Despite skepticism about the bill’s prospects, Trumka said he’s optimistic. “Let me say this as clearly as I can,” he declared. “We passed the PRO Act in the House. The president has urged Congress to send it to his desk. And for that we need 50 votes in the Senate. Fifty real votes. Fifty senators that are not playing procedural games or looking to run out the clock. That’s all we need. It’s written right there in the Constitution plain as day – the Senate runs by a simple majority.
“This is not the time for excuses or equivocation,” he continued. “We need consistent, relentless forward motion…. Though on any given day we will have targets, this fight has to be a national fight in every state. Though we have a calendar, we must commit to fighting until we win. And we must be ready to lift up those who join us and hold those who stand in our way accountable, no matter which political party they come from.”

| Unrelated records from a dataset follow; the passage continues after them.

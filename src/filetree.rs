//! File tree emission for one ref.
//!
//! Writes `R/files/` (listing pages and one page per blob) and `R/blobs/`
//! (raw copies). Blob page bodies are cached by blob id and raw copies are
//! hard links into `.cache/blobs`, so content shared between refs or
//! commits is rendered and stored once. A marker holding the last emitted
//! tip lets unchanged refs skip the whole walk.

use anyhow::{Context, Result};
use indicatif::ProgressBar;
use std::collections::HashMap;
use std::fs;
use std::io;
use std::path::{Path, PathBuf};
use tracing::{debug, warn};

use crate::cache::{CacheKey, CacheStore};
use crate::components::file_list::FileRow;
use crate::config::SplitPolicy;
use crate::git::{self, EntryKind, FlatEntry};
use crate::pages::blob::BlobRenderer;
use crate::pages::{self, RepoContext};
use crate::preview::Previews;
use crate::refs::ReferenceInfo;
use crate::tree::{DirNode, FileTree, entry_name, is_submodule};
use crate::util::{relative_root, unhide_path};

const MARKER_NAMESPACE: &str = "filetree";
const BLOB_NAMESPACE: &str = "blobs";
const PAGE_NAMESPACE: &str = "files";

/// Result of one tree emission.
#[derive(Debug, Clone, Copy, PartialEq, Eq)]
pub enum TreeOutcome {
    /// Pages were written for this many blobs.
    Emitted { blobs: usize },
    /// The tip matched the marker and the previous output was kept.
    Skipped,
}

/// Everything needed to emit file trees of one repository.
pub struct TreeEmitter<'a> {
    pub repo: &'a gix::Repository,
    pub cache: &'a CacheStore,
    pub ctx: &'a RepoContext,
    pub renderer: &'a BlobRenderer<'a>,
    pub previews: &'a Previews<'a>,
    pub split: SplitPolicy,
}

impl TreeEmitter<'_> {
    /// Emits the file tree of `reference` into `ref_dir`
    ///
    /// Skipped when the stored marker names the same tip, force mode is
    /// off and the root listing exists. Otherwise `files/` and `blobs/`
    /// are rebuilt from scratch so paths deleted since the last run
    /// disappear.
    ///
    /// # Arguments
    ///
    /// * `reference`: Ref whose tip tree is emitted
    /// * `ref_dir`: Output directory of the ref
    /// * `progress`: Bar advanced once per blob
    ///
    /// # Errors
    ///
    /// Returns error if the tree cannot be read or an output file cannot be
    /// written.
    pub fn emit(&self, reference: &ReferenceInfo, ref_dir: &Path, progress: &ProgressBar) -> Result<TreeOutcome> {
        let tip = reference.commit();
        let marker_key = CacheKey::new(MARKER_NAMESPACE, reference.refname())?;
        let marker = tip.id.to_string();
        let files_dir = ref_dir.join("files");
        let blobs_dir = ref_dir.join("blobs");

        let unchanged = self.cache.read_entry(&marker_key).as_deref() == Some(marker.as_bytes())
            && files_dir.join("index.html").is_file();
        if unchanged {
            debug!(refname = reference.refname(), "file tree unchanged");
            progress.finish_and_clear();
            return Ok(TreeOutcome::Skipped);
        }

        for dir in [&files_dir, &blobs_dir] {
            remove_dir(dir)?;
            fs::create_dir_all(dir)
                .with_context(|| format!("Failed to create directory: {}", dir.display()))?;
        }

        let entries = git::flatten_tree(self.repo, tip.tree_id)
            .with_context(|| format!("Failed to list tree of {}", reference.name()))?;
        let entries: Vec<FlatEntry> = entries
            .into_iter()
            .filter(|entry| !entry_name(entry).is_empty())
            .collect();
        let tree = FileTree::from_entries(entries);

        let blobs = tree.blobs();
        progress.set_length(blobs.len() as u64);

        let mut sizes = HashMap::with_capacity(blobs.len());
        for entry in &blobs {
            let size = self
                .emit_blob(entry, &files_dir, &blobs_dir)
                .with_context(|| format!("Failed to emit {} in {}", entry.path, reference.name()))?;
            sizes.insert(entry.path.as_str(), size);
            progress.inc(1);
        }

        self.emit_listing(reference.name(), tree.root(), "", &files_dir, &sizes)?;

        self.cache.write_entry(&marker_key, marker.as_bytes())?;
        progress.finish_and_clear();
        Ok(TreeOutcome::Emitted { blobs: blobs.len() })
    }

    /// Writes the raw copy and the page of one blob, returning its size.
    fn emit_blob(&self, entry: &FlatEntry, files_dir: &Path, blobs_dir: &Path) -> Result<u64> {
        let data = git::read_blob(self.repo, entry.oid)?;
        let path = unhide_path(&entry.path);
        let name = entry_name(entry);

        let raw_target = blobs_dir.join(&path);
        self.write_raw(&entry.oid, &data, &raw_target)?;

        let raw_href = format!(
            "{}blobs/{}",
            relative_root(1 + entry.path.matches('/').count()),
            path
        );
        let preview = if self.previews.is_positional(name) {
            self.previews.render(name, &entry.oid, &data, &raw_href)
        } else {
            None
        };

        let key = page_key(&entry.oid, name)?;
        let mut body = Vec::new();
        self.cache.cached_render(&mut body, &key, |w| {
            let markup = self.renderer.body(name, &entry.oid, &data);
            w.write_all(markup.0.as_bytes())?;
            Ok(())
        })?;

        let page = pages::blob::generate(
            self.ctx,
            &entry.path,
            data.len() as u64,
            &raw_href,
            preview,
            &String::from_utf8_lossy(&body),
        );
        pages::write_page(&files_dir.join(format!("{}.html", path)), &page)?;
        Ok(data.len() as u64)
    }

    /// Stores the blob once under `.cache/blobs` and links it into place.
    fn write_raw(&self, oid: &gix::ObjectId, data: &[u8], target: &Path) -> Result<()> {
        let key = CacheKey::new(BLOB_NAMESPACE, oid.to_string())?;
        let stored = self.cache.path(&key);
        if self.cache.force() || !stored.is_file() {
            self.cache.write_entry(&key, data)?;
        }

        if let Some(dir) = target.parent() {
            fs::create_dir_all(dir)
                .with_context(|| format!("Failed to create directory: {}", dir.display()))?;
        }
        if let Err(e) = fs::hard_link(&stored, target) {
            debug!(target = %target.display(), error = %e, "hard link failed, copying");
            fs::write(target, data)
                .with_context(|| format!("Failed to write raw file: {}", target.display()))?;
        }
        Ok(())
    }

    /// Writes the listing page of `dir_path` and of every split child.
    fn emit_listing(
        &self,
        ref_name: &str,
        node: &DirNode,
        dir_path: &str,
        files_dir: &Path,
        sizes: &HashMap<&str, u64>,
    ) -> Result<()> {
        let mut rows = Vec::new();
        let mut split = Vec::new();
        self.collect_rows(node, dir_path, "", sizes, &mut rows, &mut split);

        let page = pages::tree::generate(self.ctx, ref_name, dir_path, &rows);
        let mut target = PathBuf::from(files_dir);
        if !dir_path.is_empty() {
            target.push(unhide_path(dir_path));
        }
        pages::write_page(&target.join("index.html"), &page)?;

        for (child_path, child) in split {
            self.emit_listing(ref_name, child, &child_path, files_dir, sizes)?;
        }
        Ok(())
    }

    /// Builds the rows of one listing page.
    ///
    /// Directories the split policy keeps inline contribute their entries
    /// as `child/name` rows; split directories become a single link row
    /// and are returned through `split` for their own page.
    fn collect_rows<'n>(
        &self,
        node: &'n DirNode,
        dir_path: &str,
        rel: &str,
        sizes: &HashMap<&str, u64>,
        rows: &mut Vec<FileRow>,
        split: &mut Vec<(String, &'n DirNode)>,
    ) {
        for (name, child) in node.subdirs() {
            let child_path = join(dir_path, name);
            let rel_name = join(rel, name);
            if self.split.splits(child.file_count()) {
                rows.push(FileRow {
                    mode: EntryKind::Tree.mode_string(),
                    href: Some(format!("{}/index.html", unhide_path(&rel_name))),
                    name: rel_name,
                    suffix: None,
                    size: None,
                });
                split.push((child_path, child));
            } else {
                self.collect_rows(child, &child_path, &rel_name, sizes, rows, split);
            }
        }

        for entry in node.files() {
            let rel_name = join(rel, entry_name(entry));
            if is_submodule(entry) {
                rows.push(FileRow {
                    mode: entry.kind.mode_string(),
                    name: rel_name,
                    href: None,
                    suffix: Some(format!("@ {}", entry.oid)),
                    size: None,
                });
            } else {
                rows.push(FileRow {
                    mode: entry.kind.mode_string(),
                    href: Some(format!("{}.html", unhide_path(&rel_name))),
                    name: rel_name,
                    suffix: None,
                    size: sizes.get(entry.path.as_str()).copied(),
                });
            }
        }
    }
}

fn join(prefix: &str, name: &str) -> String {
    if prefix.is_empty() {
        name.to_string()
    } else {
        format!("{}/{}", prefix, name)
    }
}

fn remove_dir(dir: &Path) -> Result<()> {
    match fs::remove_dir_all(dir) {
        Ok(()) => Ok(()),
        Err(e) if e.kind() == io::ErrorKind::NotFound => Ok(()),
        Err(e) => {
            warn!(dir = %dir.display(), error = %e, "failed to clear previous output");
            Err(e).with_context(|| format!("Failed to remove directory: {}", dir.display()))
        }
    }
}

/// Cache key of a rendered blob page body.
///
/// The body depends on the content and on the file name, which selects the
/// syntax; the name enters through a digest so any name yields a valid
/// key of bounded length.
fn page_key(oid: &gix::ObjectId, name: &str) -> Result<CacheKey> {
    let digest = gix::objs::compute_hash(oid.kind(), gix::objs::Kind::Blob, name.as_bytes());
    CacheKey::new(PAGE_NAMESPACE, format!("{}-{}", oid, digest.to_hex_with_len(16)))
}

#[cfg(test)]
mod tests {
    use super::*;

    #[test]
    fn test_page_key_accepts_any_name() -> Result<()> {
        // Arrange
        let oid = gix::ObjectId::empty_blob(gix::hash::Kind::Sha1);
        let long = "n".repeat(224);

        // Act
        let backslash = page_key(&oid, "a\\b.txt")?;
        let long_key = page_key(&oid, &long)?;
        let other = page_key(&oid, "b.txt")?;

        // Assert
        assert_eq!(long_key.id().len(), 40 + 1 + 16);
        assert!(backslash.id().starts_with(&oid.to_string()));
        assert_ne!(backslash.id(), other.id());
        assert_eq!(page_key(&oid, "b.txt")?.id(), other.id());
        Ok(())
    }

    #[test]
    fn test_join_paths() {
        assert_eq!(join("", "src"), "src");
        assert_eq!(join("src", "bin"), "src/bin");
    }

    #[test]
    fn test_remove_missing_dir_is_ok() {
        // Arrange
        let dir = tempfile::TempDir::new().expect("tempdir");

        // Act
        let result = remove_dir(&dir.path().join("absent"));

        // Assert
        assert!(result.is_ok());
    }
}
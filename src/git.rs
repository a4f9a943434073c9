//! Git repository operations.
//!
//! Thin layer over `gix` exposing the handful of primitives the renderer
//! needs: commit headers, history walks, tree listings and blob reads.

use anyhow::{Context, Result, anyhow};
use gix::bstr::ByteSlice;
use gix::objs::tree::EntryKind as GixEntryKind;
use gix::traverse::commit::simple::Sorting;
use serde::{Deserialize, Serialize};
use std::fs;
use std::path::Path;

/// Bytes inspected by the NUL byte heuristic (the same window git uses).
const BINARY_CHECK_LEN: usize = 8000;

/// Opens a repository for use from several worker threads.
///
/// A path ending in `.git` is first tried as a git directory; when that
/// fails and it holds a `.git` entry it is opened as a work tree.
///
/// # Errors
///
/// Returns error if no repository exists at `path`.
pub fn open_repository(path: impl AsRef<Path>) -> Result<gix::ThreadSafeRepository> {
    let path = path.as_ref();
    let repo = match gix::open(path) {
        Ok(repo) => repo,
        Err(err) => {
            let dot_git = path.join(".git");
            if !dot_git.exists() {
                return Err(err)
                    .with_context(|| format!("Failed to open repository at {}", path.display()));
            }
            gix::open(&dot_git)
                .with_context(|| format!("Failed to open repository at {}", path.display()))?
        }
    };
    Ok(repo.into_sync())
}

/// Derives a display name from the repository directory.
///
/// `project.git` and `project/.git` both become `project`.
///
/// # Errors
///
/// Returns error if the path has no usable final component.
pub fn repository_name(path: impl AsRef<Path>) -> Result<String> {
    let path = path.as_ref();
    let resolved = path.canonicalize().unwrap_or_else(|_| path.to_path_buf());
    let resolved = if resolved.file_name().is_some_and(|n| n == ".git") {
        resolved.parent().map(Path::to_path_buf).unwrap_or(resolved)
    } else {
        resolved
    };

    let name = resolved
        .file_name()
        .and_then(|n| n.to_str())
        .with_context(|| {
            format!(
                "Cannot determine repository name from path: {}",
                resolved.display()
            )
        })?;
    Ok(name.strip_suffix(".git").unwrap_or(name).to_string())
}

/// Reads the repository's `description` file, ignoring git's placeholder.
pub fn description(repo: &gix::Repository) -> Option<String> {
    let text = fs::read_to_string(repo.git_dir().join("description")).ok()?;
    let text = text.trim();
    if text.is_empty() || text.starts_with("Unnamed repository") {
        return None;
    }
    Some(text.to_string())
}

/// Short name of the branch HEAD points at, if HEAD is not detached.
pub fn head_branch(repo: &gix::Repository) -> Option<String> {
    let head = repo.head_ref().ok()??;
    head.name().shorten().to_str().ok().map(str::to_string)
}

/// Commit author or committer.
///
/// `valid` is false when the signature could not be decoded; the other
/// fields are empty in that case.
#[derive(Debug, Clone, Default, PartialEq, Eq, Serialize, Deserialize)]
pub struct Signature {
    pub name: String,
    pub email: String,
    /// Seconds since the Unix epoch.
    pub time: i64,
    /// Timezone offset in seconds east of UTC.
    pub offset: i32,
    pub valid: bool,
}

impl Signature {
    fn from_ref(sig: gix::actor::SignatureRef<'_>) -> Self {
        Self {
            name: sig.name.to_str_lossy().to_string(),
            email: sig.email.to_str_lossy().to_string(),
            time: sig.time.seconds,
            offset: sig.time.offset,
            valid: true,
        }
    }

    fn decode<E>(sig: std::result::Result<gix::actor::SignatureRef<'_>, E>) -> Self {
        sig.map(Self::from_ref).unwrap_or_default()
    }
}

/// Commit header fields, without any diff information.
#[derive(Debug, Clone)]
pub struct CommitHeader {
    pub id: gix::ObjectId,
    pub parent_id: Option<gix::ObjectId>,
    pub tree_id: gix::ObjectId,
    pub author: Signature,
    pub committer: Signature,
    pub message: String,
}

impl CommitHeader {
    /// First line of the message.
    pub fn summary(&self) -> &str {
        summary_of(&self.message)
    }
}

/// First non-empty line of a commit message, trimmed.
pub fn summary_of(message: &str) -> &str {
    message
        .lines()
        .map(str::trim)
        .find(|line| !line.is_empty())
        .unwrap_or("")
}

/// Reads the header of commit `id`.
///
/// # Errors
///
/// Returns error if the object is missing or not a commit.
pub fn read_commit(repo: &gix::Repository, id: gix::ObjectId) -> Result<CommitHeader> {
    let commit = repo
        .find_object(id)
        .with_context(|| format!("Failed to find commit {}", id))?
        .try_into_commit()
        .with_context(|| format!("Object {} is not a commit", id))?;

    let tree_id = commit
        .tree_id()
        .with_context(|| format!("Failed to read tree of commit {}", id))?
        .detach();
    let parent_id = commit.parent_ids().next().map(|p| p.detach());
    let message = commit
        .message_raw()
        .with_context(|| format!("Failed to read message of commit {}", id))?
        .to_str_lossy()
        .to_string();

    Ok(CommitHeader {
        id,
        parent_id,
        tree_id,
        author: Signature::decode(commit.author()),
        committer: Signature::decode(commit.committer()),
        message,
    })
}

/// Ids of every commit reachable from `tip`, `tip` included, newest first
/// by commit time.
///
/// # Errors
///
/// Returns error if the walk cannot start or any commit cannot be read.
pub fn ancestors(repo: &gix::Repository, tip: gix::ObjectId) -> Result<Vec<gix::ObjectId>> {
    repo.rev_walk([tip])
        .sorting(Sorting::ByCommitTimeNewestFirst)
        .all()
        .with_context(|| format!("Failed to walk history of {}", tip))?
        .map(|info| {
            info.map(|info| info.id)
                .with_context(|| format!("Failed to walk history of {}", tip))
        })
        .collect()
}

/// Kind of a tree entry.
#[derive(Debug, Clone, Copy, PartialEq, Eq, Hash, Serialize, Deserialize)]
pub enum EntryKind {
    Tree,
    Blob,
    Executable,
    Link,
    Submodule,
}

impl EntryKind {
    fn from_gix(kind: GixEntryKind) -> Self {
        match kind {
            GixEntryKind::Tree => Self::Tree,
            GixEntryKind::Blob => Self::Blob,
            GixEntryKind::BlobExecutable => Self::Executable,
            GixEntryKind::Link => Self::Link,
            GixEntryKind::Commit => Self::Submodule,
        }
    }

    /// `ls -l` style mode column.
    pub fn mode_string(self) -> &'static str {
        match self {
            Self::Tree => "d---------",
            Self::Blob => "-rw-r--r--",
            Self::Executable => "-rwxr-xr-x",
            Self::Link => "lrwxrwxrwx",
            Self::Submodule => "m---------",
        }
    }

    /// Permission bits used when writing archive entries.
    pub fn unix_mode(self) -> u32 {
        match self {
            Self::Tree | Self::Executable => 0o755,
            Self::Blob => 0o644,
            Self::Link | Self::Submodule => 0o777,
        }
    }

    /// Whether the entry's object is a blob (regular file or symlink).
    pub fn is_blob(self) -> bool {
        matches!(self, Self::Blob | Self::Executable | Self::Link)
    }
}

/// One entry of a tree object.
#[derive(Debug, Clone, PartialEq, Eq)]
pub struct TreeEntry {
    pub name: String,
    pub oid: gix::ObjectId,
    pub kind: EntryKind,
}

/// Lists the immediate entries of tree `tree_id` in tree order.
///
/// Entries with an empty name are skipped.
///
/// # Errors
///
/// Returns error if the tree cannot be read or decoded.
pub fn tree_entries(repo: &gix::Repository, tree_id: gix::ObjectId) -> Result<Vec<TreeEntry>> {
    let tree = repo
        .find_object(tree_id)
        .with_context(|| format!("Failed to find tree {}", tree_id))?
        .try_into_tree()
        .with_context(|| format!("Object {} is not a tree", tree_id))?;
    let decoded = tree
        .decode()
        .with_context(|| format!("Failed to decode tree {}", tree_id))?;

    Ok(decoded
        .entries
        .iter()
        .filter(|entry| !entry.filename.is_empty())
        .map(|entry| TreeEntry {
            name: entry.filename.to_str_lossy().to_string(),
            oid: entry.oid.to_owned(),
            kind: EntryKind::from_gix(entry.mode.kind()),
        })
        .collect())
}

/// A non-directory entry reached by walking a tree recursively.
#[derive(Debug, Clone, PartialEq, Eq)]
pub struct FlatEntry {
    /// Slash separated path from the tree root.
    pub path: String,
    pub oid: gix::ObjectId,
    pub kind: EntryKind,
}

/// Walks tree `tree_id` depth first and returns every non-tree entry.
///
/// # Errors
///
/// Returns error if any tree on the way cannot be read.
pub fn flatten_tree(repo: &gix::Repository, tree_id: gix::ObjectId) -> Result<Vec<FlatEntry>> {
    let mut entries = Vec::new();
    flatten_into(repo, tree_id, "", &mut entries)?;
    Ok(entries)
}

fn flatten_into(
    repo: &gix::Repository,
    tree_id: gix::ObjectId,
    prefix: &str,
    out: &mut Vec<FlatEntry>,
) -> Result<()> {
    for entry in tree_entries(repo, tree_id)? {
        let path = if prefix.is_empty() {
            entry.name
        } else {
            format!("{}/{}", prefix, entry.name)
        };
        if entry.kind == EntryKind::Tree {
            flatten_into(repo, entry.oid, &path, out)?;
        } else {
            out.push(FlatEntry {
                path,
                oid: entry.oid,
                kind: entry.kind,
            });
        }
    }
    Ok(())
}

/// Reads blob `oid`.
///
/// # Errors
///
/// Returns error if the object is missing or not a blob.
pub fn read_blob(repo: &gix::Repository, oid: gix::ObjectId) -> Result<Vec<u8>> {
    let blob = repo
        .find_object(oid)
        .with_context(|| format!("Failed to find blob {}", oid))?
        .try_into_blob()
        .with_context(|| format!("Object {} is not a blob", oid))?;
    Ok(blob.data.to_vec())
}

/// Looks up a file by path in `tree_id`.
///
/// Returns `None` when the path does not exist or is not a blob; only
/// backend failures are errors.
///
/// # Errors
///
/// Returns error if the tree cannot be traversed or the blob read.
pub fn find_blob_by_path(
    repo: &gix::Repository,
    tree_id: gix::ObjectId,
    path: &str,
) -> Result<Option<(gix::ObjectId, Vec<u8>)>> {
    let mut tree = repo
        .find_object(tree_id)
        .with_context(|| format!("Failed to find tree {}", tree_id))?
        .try_into_tree()
        .with_context(|| format!("Object {} is not a tree", tree_id))?;

    let Some(entry) = tree
        .peel_to_entry_by_path(path)
        .with_context(|| format!("Failed to traverse tree to {}", path))?
    else {
        return Ok(None);
    };

    let mode = entry.mode();
    if mode.is_tree() || mode.is_commit() {
        return Ok(None);
    }
    let oid = entry.object_id();
    let data = read_blob(repo, oid)?;
    Ok(Some((oid, data)))
}

/// Git's binary heuristic: a NUL byte within the first 8000 bytes.
pub fn is_binary(data: &[u8]) -> bool {
    data.iter().take(BINARY_CHECK_LEN).any(|&b| b == 0)
}

/// Parses a hex object id.
///
/// # Errors
///
/// Returns error if `hex` is not a valid object id.
pub fn parse_oid(hex: &str) -> Result<gix::ObjectId> {
    gix::ObjectId::from_hex(hex.as_bytes()).map_err(|e| anyhow!("Invalid object id '{}': {}", hex, e))
}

He reminded attendees that the federation scheduled an action week for late July and encouraged broad participation.
Earlier in his speech, Trumka said the collective strength available through unions is what sold him on membership. He saw the benefits of a union contract in his own home and in his community in Pennsylvania.
“But in the years since, those rights have been hacked away,” he said. “Workers who try to improve their lives are far too often met with retaliation, intimidation, loss of employment, and the list goes on. And this silencing of working people has profoundly hurt our country and threatened our democracy.”
The erosion of workers’ rights that has corresponded with drops in union membership harms America, Trumka said. Such deterioration has led to “wages held down for decades as profits skyrocket, and runaway inequality. Inequality of income, opportunity and most of all, power. Our democracy is hanging on by a thread as private equity billionaires fund legal attacks on voting rights and inspire actual terrorist attacks on our Capitol.
“This must change,” he said. “America must build a future based on democracy – political democracy and democracy at work. We must make big, structural change that empowers all working people…. The stakes are as high as they could be: our economic future, our democracy. The PRO Act is the path to a brighter day, a stronger country and a future worthy of our children.”